Can wildflower seeds be scattered on grass? Now Answered

Can wildflower seeds be scattered on grass

“Can wildflower seeds be scattered on grass” is a question we get a lot. Customers usually have an existing grass or pasture that they want to improve. The quick answer is that it’s unlikely to succeed.

Starting from scratch will almost always give you a greater chance of producing a wildflower meadow. On the other hand, if the grass was converted from an old meadow, for example, people are sometimes surprised by the wildflowers that bloom if they leave it unmoved over the summer.

If you choose that method, it’s not always impossible to oversow, but it relies on a number of factors.

Soil Fertility

If you have fertile soil, grasses, or – if not controlled – pernicious weeds will eventually outcompete the wildflowers you’re attempting to grow. It’s tough even if you start with bare dirt, and it’s far more difficult if the grass is already there. It’s not that wildflowers don’t like fertile soils; they just don’t respond to greater nitrogen levels in the same way that grass or plants such as dock or nettle do.

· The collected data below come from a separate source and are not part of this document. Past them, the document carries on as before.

//! Pool construction for the task-state and execution stores.
//!
//! Everything tunable comes from [`DatabaseConfig`]. File databases run in
//! WAL mode with foreign keys on. A `:memory:` database lives in exactly one
//! connection, so its pool never grows past one.

use std::path::{Path, PathBuf};

use sqlx::sqlite::{SqliteConnectOptions, SqliteJournalMode, SqlitePoolOptions, SqliteSynchronous};
use sqlx::SqlitePool;
use thiserror::Error;
use tracing::debug;

use crate::domain::models::DatabaseConfig;

#[derive(Debug, Error)]
pub enum ConnectionError {
    #[error("Cannot create database directory {path}: {source}")]
    CreateDirectory {
        path: PathBuf,
        #[source]
        source: std::io::Error,
    },
    #[error("Cannot open database {path}: {source}")]
    Open {
        path: String,
        #[source]
        source: sqlx::Error,
    },
    #[error("Database did not answer: {0}")]
    Unreachable(#[source] sqlx::Error),
}

/// Open a pool for the configured database, creating the file and its
/// parent directories when missing.
pub async fn open_pool(config: &DatabaseConfig) -> Result<SqlitePool, ConnectionError> {
    if config.is_in_memory() {
        return memory_pool().await;
    }

    let path = config.file_path();
    create_parent_dir(&path)?;

    let options = SqliteConnectOptions::new()
        .filename(&path)
        .create_if_missing(true)
        .journal_mode(SqliteJournalMode::Wal)
        .synchronous(SqliteSynchronous::Normal)
        .foreign_keys(true)
        .busy_timeout(config.busy_timeout());

    debug!(
        path = %path.display(),
        max_connections = config.max_connections,
        "opening sqlite pool"
    );
    SqlitePoolOptions::new()
        .max_connections(config.max_connections.max(1))
        .acquire_timeout(config.acquire_timeout())
        .connect_with(options)
        .await
        .map_err(|source| ConnectionError::Open {
            path: path.display().to_string(),
            source,
        })
}

/// Single-connection in-process database.
pub async fn memory_pool() -> Result<SqlitePool, ConnectionError> {
    let options = SqliteConnectOptions::new()
        .filename(":memory:")
        .foreign_keys(true);

    SqlitePoolOptions::new()
        .max_connections(1)
        .min_connections(1)
        .idle_timeout(None)
        .max_lifetime(None)
        .connect_with(options)
        .await
        .map_err(|source| ConnectionError::Open {
            path: ":memory:".to_string(),
            source,
        })
}

fn create_parent_dir(path: &Path) -> Result<(), ConnectionError> {
    match path.parent() {
        Some(parent) if !parent.as_os_str().is_empty() && !parent.exists() => {
            std::fs::create_dir_all(parent).map_err(|source| ConnectionError::CreateDirectory {
                path: parent.to_path_buf(),
                source,
            })
        }
        _ => Ok(()),
    }
}

/// Round-trip a trivial query.
pub async fn ping(pool: &SqlitePool) -> Result<(), ConnectionError> {
    sqlx::query("SELECT 1")
        .execute(pool)
        .await
        .map(|_| ())
        .map_err(ConnectionError::Unreachable)
}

You can acquire a soil test if you’re not sure how fertile your soil is or if it’s alkaline or acidic.

Existing Grass

The grass is so successful because it grows quickly and tends to thatch, thus shutting out any competitors. Some grasses are very aggressive. Lolium perenne, or perennial ryegrass, varieties are particularly popular in grass mixtures.

If you see a sea of these spikelets in the summer, forget about turning your grass into a wildflower meadow! I’m afraid no amount of cautious planning or parasite plants (see below) will help.

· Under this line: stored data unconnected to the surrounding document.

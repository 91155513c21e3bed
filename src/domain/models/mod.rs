pub mod agent_state;
pub mod config;
pub mod conflict;
pub mod iteration;
pub mod workflow;

pub use agent_state::{
    AgentState, EventType, PauseSnapshot, StateEvent, StepError, TaskContext, TaskState,
    TransitionRecord, WaitDescriptor, WaitKind,
};
pub use config::{
    Config, ConflictConfig, DatabaseConfig, IterationConfig, LogFormat, LoggingConfig,
    RotationPolicy, WorkflowConfig,
};
pub use conflict::{Conflict, ConflictItem, Resolution, ResolutionStrategy};
pub use iteration::{
    Assessment, IterationDecision, IterationOutcome, IterationRecord, IterationState,
    IterationStatus, Plan, PlanExecution, PlanStep, StepFeedback,
};
pub use workflow::{
    Aggregation, Condition, ConditionOperator, ExecutionStatus, GroupOutcome, InputSource,
    ParallelGroup, StepConfig, StepResult, StepStatus, WorkflowDefinition, WorkflowExecution,
    WorkflowHooks, WorkflowStep,
};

You could have some initial success, but in a few years, you’ll be back to see a lot of ryegrass. Other aggressive coarser grasses exist, but PRG is the primary problem, as cultivars are always included in grass or grazing mixtures.

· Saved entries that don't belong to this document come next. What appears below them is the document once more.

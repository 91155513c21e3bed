//! Configuration CLI commands.

use anyhow::{Context, Result};
use clap::{Args, Subcommand};
use serde::Serialize;

use crate::cli::output::{output, CommandOutput};
use crate::domain::models::Config;
use crate::infrastructure::config::ConfigLoader;

#[derive(Args, Debug)]
pub struct ConfigArgs {
    #[command(subcommand)]
    pub command: ConfigCommands,
}

#[derive(Subcommand, Debug)]
pub enum ConfigCommands {
    /// Print the merged configuration
    Show,
    /// Validate the merged configuration
    Check,
}

#[derive(Debug, Serialize)]
struct ConfigShowOutput {
    #[serde(flatten)]
    config: Config,
    #[serde(skip)]
    rendered: String,
}

impl CommandOutput for ConfigShowOutput {
    fn to_human(&self) -> String {
        self.rendered.clone()
    }
}

#[derive(Debug, Serialize)]
struct ConfigCheckOutput {
    valid: bool,
    error: Option<String>,
}

impl CommandOutput for ConfigCheckOutput {
    fn to_human(&self) -> String {
        match &self.error {
            None => "Configuration is valid.".to_string(),
            Some(error) => format!("Configuration is invalid: {error}"),
        }
    }
}

pub async fn execute(args: ConfigArgs, config: &Config, json_mode: bool) -> Result<()> {
    match args.command {
        ConfigCommands::Show => {
            let rendered = serde_yaml::to_string(config).context("Failed to render configuration")?;
            output(
                &ConfigShowOutput {
                    config: config.clone(),
                    rendered,
                },
                json_mode,
            );
            Ok(())
        }
        ConfigCommands::Check => {
            let result = ConfigLoader::validate(config);
            let out = ConfigCheckOutput {
                valid: result.is_ok(),
                error: result.err().map(|e| e.to_string()),
            };
            output(&out, json_mode);
            if out.valid {
                Ok(())
            } else {
                anyhow::bail!("configuration failed validation")
            }
        }
    }
}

On the other side, you could be pleasantly surprised if you take a close look at your lawn. People frequently discover that they have a variety of wildflowers that they haven’t noticed or that haven’t had an opportunity to bloom. Following the suggestions below will assist them in doing so.

Read also: Do wildflowers need a lot of water?

Preparation

So you’ve got a nice location with what appear to be great grasses. What do you do to get it ready for a wildflower seed mix overseeding?

You’ll need to stomp on the current grass to the point where you can see up to 50% of the ground. You’ll need to use a combination of scarifying and cutting to do this. Cut the existing grass first to break up the thatch.

Then, for bigger sites, use a chain harrow, or a scarifier, spring rake, or hand cultivator, or a scarifier, spring rake, or hand cultivator for a garden. After that, cut it again, this time incredibly short. If you’re fortunate enough to have animals, use them to chop the grass!

You’re attempting to create spaces wide enough for slow-growing wildflowers to establish themselves before being engulfed by faster-growing grass. You could even feel compelled to fully clean little portions to give them the best chance possible.

Seed

If you opt to add wildflower seed, make sure you get it from a trustworthy source and double-check that it not only contains acceptable native species but also that it was grown in the United Kingdom. “Wildflowers” appears to represent different things to various vendors! They must also be freshly collected and well kept.

Although a wildflower-only seed mix will be more expensive than a meadow mix (which includes grasses), you won’t need much; plan on 1g per square meter.

If you’re sowing in late summer or early fall (the best period), put Yellow Rattle, Rhinanthus minor, in your mix. If it doesn’t, it’s usually worth purchasing a small amount to add. Because the seed has a limited vitality, if you sow it in the spring, you should add it the following September.

You might decide it’s all too much at this stage – especially if you just have a tiny space – and replace it with some plug plants. They are more costly and provide less variety, but they are a viable choice. Calculate 5 per square meter, and a single tray will cover 25 square meters.

Read also: How to Grow Wildflowers Indoors

Seeding

…is straightforward. Because the seeding rate is so low – roughly 1g per square meter – you’ll need to mix your seed mix with some peat-free compost or sand halfway through planting to avoid running out of pricey ammo. It makes no difference what the ratio of inert carrier to seed is.

If you’re seeding a huge area, use canes to divide it into squares. If you have a 5mX5m square, you’ll need roughly 25g of seed to cover it.

Distribute equally throughout the area to be seeded. If possible, make two passes, one from left to right and the other from front to rear.

If possible, give the area a light roll after seeding to ensure the seed is in excellent touch with the ground.

Initial Management

Keep the freshly planted region clipped to roughly 3cm for 6 months following sowing if you can stand it. This will protect the grass from overpowering the wildflower seedlings. Only if your wildflower seed contains cornfield annuals such as poppies should you clip them before they finish flowering.

This regimen will also help reduce weeds, but if you notice plants like dock, remove them immediately!